• _Work instructions_
Your answer must be the lines of the entries below, exactly as written, from the first line through the line containing "pub struct LogNavigator;".

Collection entries:
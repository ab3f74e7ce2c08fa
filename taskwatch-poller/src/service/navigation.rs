//! Navigation service

use tracing::info;

/// Moves the user to a follow-up location after a task succeeds
pub trait Navigator: Send + Sync {
    /// Navigates to `url`
    fn navigate(&self, url: &str);
}

/// Navigator that only records the target in the log
#[derive(Debug, Clone, Default)]
pub struct LogNavigator;

impl Navigator for LogNavigator {
    fn navigate(&self, url: &str) {
        info!("Navigate to {}", url);
    }
}
//! Taskwatch Core
//!
//! Core types shared by the Taskwatch client, poller and CLI.
//!
//! This crate contains:
//! - Domain types: poll outcomes and session phases
//! - DTOs: the task status payload returned by the status endpoint

pub mod domain;
pub mod dto;
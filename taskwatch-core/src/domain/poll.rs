//! Poll domain types

use serde::{Deserialize, Serialize};
use std::fmt;

use crate::dto::task::TaskStatus;

/// What a single poll concluded
///
/// `Progress` keeps the session running; every other variant is terminal.
#[derive(Debug, Clone, PartialEq)]
pub enum PollOutcome {
    /// Task is still running
    Progress(TaskStatus),
    /// Task finished successfully; carries the full payload
    Success(TaskStatus),
    /// Task finished with an error; carries the failure message
    Failure(String),
    /// Poll budget exhausted before the task became ready
    Timeout,
}

impl PollOutcome {
    /// Classifies a status response
    ///
    /// Never produces `Timeout`: that outcome comes from the poll counter,
    /// not from the server.
    pub fn from_status(status: TaskStatus) -> Self {
        if !status.ready {
            return Self::Progress(status);
        }

        if status.success {
            Self::Success(status)
        } else {
            Self::Failure(status.failure_message())
        }
    }

    /// Whether this outcome ends the session
    pub fn is_terminal(&self) -> bool {
        !matches!(self, Self::Progress(_))
    }

    /// The phase a session enters after this outcome
    pub fn phase(&self) -> PollPhase {
        match self {
            Self::Progress(_) => PollPhase::Polling,
            Self::Success(_) => PollPhase::Succeeded,
            Self::Failure(_) => PollPhase::Failed,
            Self::Timeout => PollPhase::TimedOut,
        }
    }
}

/// Lifecycle phase of a polling session
#[derive(Debug, Clone, Copy, PartialEq, Eq, Default, Serialize, Deserialize)]
pub enum PollPhase {
    #[default]
    Idle,
    Polling,
    Succeeded,
    Failed,
    TimedOut,
}

impl PollPhase {
    /// Terminal phases are never left
    pub fn is_terminal(&self) -> bool {
        matches!(self, Self::Succeeded | Self::Failed | Self::TimedOut)
    }
}

impl fmt::Display for PollPhase {
    fn fmt(&self, f: &mut fmt::Formatter<'_>) -> fmt::Result {
        let name = match self {
            Self::Idle => "idle",
            Self::Polling => "polling",
            Self::Succeeded => "succeeded",
            Self::Failed => "failed",
            Self::TimedOut => "timed out",
        };
        write!(f, "{}", name)
    }
}

#[cfg(test)]
mod tests {
    use super::*;

    #[test]
    fn test_not_ready_is_progress() {
        let outcome = PollOutcome::from_status(TaskStatus::running(10.0));

        assert_eq!(outcome, PollOutcome::Progress(TaskStatus::running(10.0)));
        assert!(!outcome.is_terminal());
        assert_eq!(outcome.phase(), PollPhase::Polling);
    }

    #[test]
    fn test_ready_and_successful_keeps_payload() {
        let status = TaskStatus::succeeded().with_redirect("/done/");
        let outcome = PollOutcome::from_status(status.clone());

        assert_eq!(outcome, PollOutcome::Success(status));
        assert_eq!(outcome.phase(), PollPhase::Succeeded);
    }

    #[test]
    fn test_ready_and_failed_uses_server_message() {
        let outcome = PollOutcome::from_status(TaskStatus::failed(Some("bad input".into())));
        assert_eq!(outcome, PollOutcome::Failure("bad input".to_string()));
    }

    #[test]
    fn test_ready_and_failed_without_message() {
        let outcome = PollOutcome::from_status(TaskStatus::failed(None));
        assert_eq!(outcome, PollOutcome::Failure("Task failed".to_string()));
        assert_eq!(outcome.phase(), PollPhase::Failed);
    }

    #[test]
    fn test_success_flag_ignored_while_running() {
        let status = TaskStatus {
            success: true,
            ..TaskStatus::running(99.0)
        };
        assert!(matches!(
            PollOutcome::from_status(status),
            PollOutcome::Progress(_)
        ));
    }

    #[test]
    fn test_terminal_phases() {
        assert!(!PollPhase::Idle.is_terminal());
        assert!(!PollPhase::Polling.is_terminal());
        assert!(PollPhase::Succeeded.is_terminal());
        assert!(PollPhase::Failed.is_terminal());
        assert!(PollPhase::TimedOut.is_terminal());
        assert!(PollOutcome::Timeout.is_terminal());
    }
}
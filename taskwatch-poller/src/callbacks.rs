//! Session callbacks
//!
//! Each poll outcome is handed to exactly one callback. Callers override
//! any subset through [`PollOptions`](crate::PollOptions); the rest fall
//! back to the defaults below.

use std::fmt;
use std::sync::Arc;
use taskwatch_core::domain::poll::PollOutcome;
use taskwatch_core::dto::task::TaskStatus;
use tracing::{error, info};

use crate::service::{Navigator, Notifier};

/// Alert shown when the poll budget runs out
pub const TIMEOUT_MESSAGE: &str = "Task timed out. Please refresh to check status.";

/// Called with the status of a task that is still running
pub type ProgressFn = Arc<dyn Fn(&TaskStatus) + Send + Sync>;
/// Called with the full payload of a task that succeeded
pub type SuccessFn = Arc<dyn Fn(&TaskStatus) + Send + Sync>;
/// Called with the failure message of a task that failed
pub type ErrorFn = Arc<dyn Fn(&str) + Send + Sync>;
/// Called once the poll budget is exhausted
pub type TimeoutFn = Arc<dyn Fn() + Send + Sync>;

/// The four outcome handlers of a session
#[derive(Clone)]
pub struct Callbacks {
    pub(crate) on_progress: ProgressFn,
    pub(crate) on_success: SuccessFn,
    pub(crate) on_error: ErrorFn,
    pub(crate) on_timeout: TimeoutFn,
}

impl Callbacks {
    /// Built-in handlers backed by the given capabilities
    pub fn defaults(navigator: Arc<dyn Navigator>, notifier: Arc<dyn Notifier>) -> Self {
        let timeout_notifier = Arc::clone(&notifier);

        Self {
            on_progress: Arc::new(|status: &TaskStatus| {
                info!("Progress: {}", status.progress_or_zero());
            }),
            on_success: Arc::new(move |status: &TaskStatus| {
                info!("Task succeeded");
                if let Some(url) = &status.redirect_url {
                    navigator.navigate(url);
                }
            }),
            on_error: Arc::new(move |message: &str| {
                error!("Task failed: {}", message);
                notifier.alert(&format!("Task failed: {}", message));
            }),
            on_timeout: Arc::new(move || {
                error!("Task timed out");
                timeout_notifier.alert(TIMEOUT_MESSAGE);
            }),
        }
    }

    /// Routes an outcome to its handler
    pub fn dispatch(&self, outcome: &PollOutcome) {
        match outcome {
            PollOutcome::Progress(status) => (self.on_progress)(status),
            PollOutcome::Success(status) => (self.on_success)(status),
            PollOutcome::Failure(message) => (self.on_error)(message),
            PollOutcome::Timeout => (self.on_timeout)(),
        }
    }
}

impl fmt::Debug for Callbacks {
    fn fmt(&self, f: &mut fmt::Formatter<'_>) -> fmt::Result {
        f.debug_struct("Callbacks").finish_non_exhaustive()
    }
}

#[cfg(test)]
mod tests {
    use super::*;
    use std::sync::Mutex;

    #[derive(Default)]
    struct Recorder {
        navigations: Mutex<Vec<String>>,
        alerts: Mutex<Vec<String>>,
    }

    impl Navigator for Recorder {
        fn navigate(&self, url: &str) {
            self.navigations.lock().unwrap().push(url.to_string());
        }
    }

    impl Notifier for Recorder {
        fn alert(&self, message: &str) {
            self.alerts.lock().unwrap().push(message.to_string());
        }
    }

    fn defaults() -> (Callbacks, Arc<Recorder>) {
        let recorder = Arc::new(Recorder::default());
        let callbacks = Callbacks::defaults(recorder.clone(), recorder.clone());
        (callbacks, recorder)
    }

    #[test]
    fn test_success_navigates_to_redirect() {
        let (callbacks, recorder) = defaults();

        callbacks.dispatch(&PollOutcome::Success(
            TaskStatus::succeeded().with_redirect("/admin/orders/"),
        ));

        assert_eq!(*recorder.navigations.lock().unwrap(), vec!["/admin/orders/"]);
        assert!(recorder.alerts.lock().unwrap().is_empty());
    }

    #[test]
    fn test_success_without_redirect_stays_put() {
        let (callbacks, recorder) = defaults();

        callbacks.dispatch(&PollOutcome::Success(TaskStatus::succeeded()));

        assert!(recorder.navigations.lock().unwrap().is_empty());
    }

    #[test]
    fn test_failure_alerts_user() {
        let (callbacks, recorder) = defaults();

        callbacks.dispatch(&PollOutcome::Failure("supplier offline".to_string()));

        assert_eq!(
            *recorder.alerts.lock().unwrap(),
            vec!["Task failed: supplier offline"]
        );
    }

    #[test]
    fn test_timeout_suggests_refresh() {
        let (callbacks, recorder) = defaults();

        callbacks.dispatch(&PollOutcome::Timeout);

        assert_eq!(*recorder.alerts.lock().unwrap(), vec![TIMEOUT_MESSAGE]);
        assert!(recorder.navigations.lock().unwrap().is_empty());
    }

    #[test]
    fn test_progress_has_no_side_effects() {
        let (callbacks, recorder) = defaults();

        callbacks.dispatch(&PollOutcome::Progress(TaskStatus::default()));

        assert!(recorder.navigations.lock().unwrap().is_empty());
        assert!(recorder.alerts.lock().unwrap().is_empty());
    }
}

• _Reply to the exercise_
repository ab3f74e7ce2c08fa
filename taskwatch-poller/src/service/navigation.rs
//! Navigation service

use tracing::info;

/// Moves the user to a follow-up location after a task succeeds
pub trait Navigator: Send + Sync {
    /// Navigates to `url`
    fn navigate(&self, url: &str);
}

/// Navigator that only records the target in the log
#[derive(Debug, Clone, Default)]
pub struct LogNavigator;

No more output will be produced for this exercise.